Quantifying Cloud Misbehavior

Clouds have gained popularity over the years as they provide on-demand resources without associated long-term costs. Cloud users often gain superuser access to cloud machines, which is necessary to customize them to user needs. But superuser access to a vast amount of resources, without support or oversight of experienced system administrators, can create fertile ground for accidental or intentional misuse. Attackers can rent cloud machines or hijack them from cloud users, and leverage them to generate unwanted traffic, such as spam and phishing, denial of service, vulnerability scans, drive-by downloads, etc.
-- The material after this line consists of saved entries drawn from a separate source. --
//! # Request-scoped processing
//!
//! Demonstrates the primitives working under one request context:
//! - Scoped values (request id) and a request-wide deadline
//! - A queue consumer whose handler runs bounded sub-work
//! - An order-preserving worker pool and a pipeline with fan-out
//! - Events rendered by `LogWriter` through `tracing`
//!
//! Run with: `cargo run --example request_scope --features logging`

use std::sync::Arc;
use std::time::Duration;

use tokio::sync::mpsc;

use ctxflow::{Config, Context, ContextKey, Flow, FlowError, LogWriter, SafeCounter, Subscribe};

const REQUEST_ID: ContextKey<String> = ContextKey::new("request_id");

/// Looks up one order; slow for order 3 so its sub-deadline expires.
async fn fetch_order(ctx: Context, order: u32) -> Result<u32, FlowError> {
    let delay = if order == 3 { 200 } else { 10 };
    tokio::select! {
        _ = ctx.done() => Err(ctx.err().map_or(FlowError::Cancelled, FlowError::from)),
        _ = tokio::time::sleep(Duration::from_millis(delay)) => Ok(order * 100),
    }
}

#[tokio::main]
async fn main() -> Result<(), Box<dyn std::error::Error>> {
    tracing_subscriber::fmt()
        .with_max_level(tracing::Level::DEBUG)
        .with_target(true)
        .init();

    let subs: Vec<Arc<dyn Subscribe>> = vec![Arc::new(LogWriter::new())];
    let flow = Arc::new(Flow::builder(Config::default()).with_subscribers(subs).build());

    let (request, release) = Context::background().with_timeout(Duration::from_secs(2));
    let _release = release.drop_guard();
    let request = request.with_value(&REQUEST_ID, "req-7f3a".to_string());

    // 1) Consumer: each order is fetched under its own 50ms budget.
    let (tx, rx) = mpsc::channel::<u32>(8);
    for order in 1..=4 {
        flow.send(&request, &tx, order).await?;
    }
    drop(tx);

    let fetched = Arc::new(SafeCounter::new());
    let handler_flow = Arc::clone(&flow);
    let counter = Arc::clone(&fetched);
    let res = flow
        .process_all(&request, rx, move |ctx: Context, order: u32| {
            let flow = Arc::clone(&handler_flow);
            let counter = Arc::clone(&counter);
            async move {
                let id = ctx.value(&REQUEST_ID)?.clone();
                match flow
                    .run_with_timeout(&ctx, Duration::from_millis(50), move |sub| fetch_order(sub, order))
                    .await
                {
                    Ok(total) => {
                        counter.inc();
                        println!("[{id}] order {order}: {total}");
                        Ok(())
                    }
                    Err(e) if e.is_cancellation() => {
                        println!("[{id}] order {order}: skipped ({})", e.as_label());
                        Ok(())
                    }
                    Err(e) => Err(e),
                }
            }
        })
        .await;
    println!("consumer finished: {res:?}, fetched {}", fetched.value());

    // 2) Pool: results come back in input order.
    let squares = flow
        .process_with_pool(&request, (1..=8i64).collect::<Vec<_>>(), 3, |x: i64| x * x)
        .await?;
    println!("squares: {squares:?}");

    // 3) Pipeline into fan-out.
    let input = flow.source(&request, squares);
    let halved = flow.pipeline(&request, input).then(|x: i64| x / 2).into_outlet();
    let merged = flow.fan_out(&request, halved, 2, |x: i64| x + 1);
    let mut out = merged.collect().await?;
    out.sort_unstable();
    println!("fan-in: {out:?}");

    for s in flow.subscriber_stats() {
        println!("subscriber {}: {} delivered, {} dropped", s.name, s.delivered, s.dropped);
    }
    match Arc::try_unwrap(flow) {
        Ok(flow) => flow.shutdown().await,
        Err(_) => eprintln!("flow still shared; skipping graceful shutdown"),
    }
    Ok(())
}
In this paper, we analyze 13 datasets, containing various types of unwanted traffic, to quantify cloud misbehavior and identify clouds that most often and most aggressively generate unwanted traffic. We find that although clouds own only 5.4% of the routable IPv4 address space (with 94.6% going to non-clouds), they often generate similar amounts of scans as non-clouds, and contribute to 22–96% of entries on blocklists. Among /24 prefixes that send vulnerability scans, a cloud's /24 prefix is 20–100 times more aggressive than a non-cloud's. Among /24 prefixes whose addresses appear on blocklists, a cloud's /24 prefix is almost twice as likely to have its address listed, compared to a non-cloud's /24 prefix. Misbehavior is heavy-tailed among both clouds and non-clouds. There are 25 clouds that contribute 90% of all the cloud scans, and 10 clouds contribute more than 20% of blocklist entries from clouds.